Soon, miraculously, we were airborne and cruising down-country at just under 100 miles per hour, which, despite the fact it was the top speed of our machine, seemed too slow for an aeroplane. Looking down on the farmland, I thought of Baxter's ‘Cattle like maggots / Green porcelain paddocks’. Some motorists on State Highway One appeared to be overtaking us.

8

Between flying in and out of Australia, the only flights I embarked upon were the intermittent ones into the imaginative airspaces of books. For my 21st birthday, my brother Brendan gave me a copy of For The Birds by John Cage. The American composer/writer/artist declared that he was ‘for the birds, not for the cages in which people sometimes place them’.1 This belief in creative freedom was Cage's credo, although he did have the good sense to question the romanticism of both birds and flight, noting a few years earlier: Artists talk a lot about freedom. So, recalling the expression ‘free as a bird’, Morton Feldman went to a park one day and spent some time watching our feathered friends. When he came back, he said, ‘You know? They're not free: they're fighting over bits of food.’2

Ian Wedde pulled off a similar ornithological nose-dive in his poem ‘Mahia, 1978’: ‘Jonathan Livingston Seagull gulped worms and shit’, while admitting, begrudgingly, ‘Oh certainly he could fly’.3 Despite page 33 appearances to the contrary, the French composer Messaien's preoccupation with birdsong was certainly no decorous affair, as his piano-crunching Catalogue d'oiseaux attests.

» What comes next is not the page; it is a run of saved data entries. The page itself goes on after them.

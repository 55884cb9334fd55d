use crate::chain::TransactionType;
use crate::storage::{Storage, keys};
use crate::sync::{IndexError, IndexedTransaction, TransactionHandler};
use serde::{Deserialize, Serialize};
use std::sync::Arc;
use tracing::{debug, warn};

/// Where an anchored hash was first seen on the chain.
#[derive(Debug, Clone, Serialize, Deserialize, PartialEq, Eq)]
#[serde(rename_all = "camelCase")]
pub struct AnchorRecord {
	pub transaction_id: String,
	pub block_height: u64,
	pub position: usize,
}

/// Records the proof location of every anchored hash. First writer wins.
pub struct AnchorIndexer {
	storage: Arc<dyn Storage>,
}

impl AnchorIndexer {
	pub fn new(storage: Arc<dyn Storage>) -> Self {
		Self { storage }
	}

	pub async fn get_anchor(&self, hash: &str) -> Result<Option<AnchorRecord>, IndexError> {
		match self.storage.get(&keys::anchor(hash)).await? {
			Some(raw) => Ok(Some(serde_json::from_str(&raw)?)),
			None => Ok(None),
		}
	}
}

#[async_trait::async_trait]
impl TransactionHandler for AnchorIndexer {
	async fn handle(&self, tx: &IndexedTransaction<'_>) -> Result<(), IndexError> {
		let transaction = tx.transaction;
		if !matches!(
			transaction.tx_type(),
			TransactionType::Anchor | TransactionType::MappedAnchor
		) {
			return Ok(());
		}

		let record = serde_json::to_string(&AnchorRecord {
			transaction_id: transaction.id.clone(),
			block_height: tx.block_height,
			position: tx.position,
		})?;

		for anchor in &transaction.anchors {
			let hash = anchor.hash();
			if hash.is_empty() {
				warn!("Skipping empty anchor in transaction {}", transaction.id);
				continue;
			}

			let stored = self.storage.add_if_absent(&keys::anchor(hash), &record).await?;
			if stored != record {
				debug!(
					"Anchor {} already recorded, ignoring transaction {}",
					hash, transaction.id
				);
			}
		}
		Ok(())
	}

	fn name(&self) -> &'static str {
		"anchor"
	}
}

#[cfg(test)]
mod tests {
	use super::*;
	use crate::chain::Transaction;
	use crate::storage::EmbeddedStorage;
	use crate::storage::embedded::DEFAULT_FLUSH_INTERVAL;

	fn anchor_tx(id: &str, anchors: serde_json::Value) -> Transaction {
		serde_json::from_value(serde_json::json!({
			"id": id,
			"type": 15,
			"sender": "3Nsender",
			"timestamp": 1,
			"anchors": anchors
		}))
		.expect("valid transaction")
	}

	#[tokio::test]
	async fn test_first_anchor_wins() {
		let dir = tempfile::tempdir().expect("tempdir");
		let storage = Arc::new(EmbeddedStorage::open(dir.path(), DEFAULT_FLUSH_INTERVAL).expect("open"));
		let indexer = AnchorIndexer::new(storage.clone());

		let first = anchor_tx("a1", serde_json::json!(["h1", ""]));
		let second = anchor_tx("a2", serde_json::json!(["h1", "h2"]));
		for (block_height, transaction) in [(10, &first), (20, &second)] {
			let tx = IndexedTransaction {
				block_height,
				position: 3,
				transaction,
			};
			indexer.handle(&tx).await.expect("handle");
		}

		assert_eq!(
			indexer.get_anchor("h1").await.expect("get"),
			Some(AnchorRecord {
				transaction_id: "a1".to_string(),
				block_height: 10,
				position: 3,
			})
		);
		assert_eq!(
			indexer.get_anchor("h2").await.expect("get").map(|r| r.block_height),
			Some(20)
		);
		assert_eq!(indexer.get_anchor("missing").await.expect("get"), None);
		storage.close().await.expect("close");
	}
}
//! Ledger node integration module
//!
//! This module provides the client and types for reading blocks from the remote ledger node.
//! The node is the system of record; everything this service stores is derived from the blocks
//! fetched here.

/// HTTP client for the node's block API
mod client;
/// Type definitions for blocks and transactions
mod types;

pub use client::{ChainClient, DEFAULT_MAX_RANGE, HttpNodeTransport, NodeTransport, split_range};
pub use types::*;

#[cfg(test)]
pub(crate) use client::tests::MockNode;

Living in a heavily built-up part of Sydney, the flights certain books offered were the greatest freedom. The year was bracketed at the other end by the gift from my brother of two books: Louis Zukofsky's long, baffling poem A and Wassily Kandinsky's collection of prose-poems, Sounds. As was the case with Cage, Kandinsky and Zukofsky were great mixers of music, art and literature. Kandinsky developed theories concerning synaesthesia—the exact correspondence between music and colour—to such a literal degree that he believed specific orchestral instruments matched specific colours.4

Occasionally during that year flocks of parakeets would swoop down onto our rooftop, a raucous, iridescent pink wave—confirming, you could say, these colour-sound relationships before I had ever really thought about them.

9

It is October 1997 and I am collecting the Japanese avant-garde electric guitarist, ‘psyche monster’ and ‘noise terrorist’ Keiji Haino—also known as ‘The Prince of Silence and Noise’—from Wellington airport. His concerts are notorious for their extreme volume and the violence of his approach to his instrument. Haino is accompanied by an interpreter who knows only fractionally more English than he does. Driving past the end of the runway, I hear a guttural murmuring from the backseat (Haino, I am told, prefers speaking an ancient Japanese dialect), then the interpreter beside me gestures towards the runway and asks: ‘What … is … that?’

‘A windsock.’

He translates that for the backseat passenger and I hear them both laughing and saying, ‘… wind … sock …’

The following day, delivering the two men back to the airport, as we approach the runway I notice their conversation in Japanese is punctuated by the English word ‘windsock’, which is accompanied with a breathless laughter and an enthusiasm counter to their usual cultivated gloom and high seriousness.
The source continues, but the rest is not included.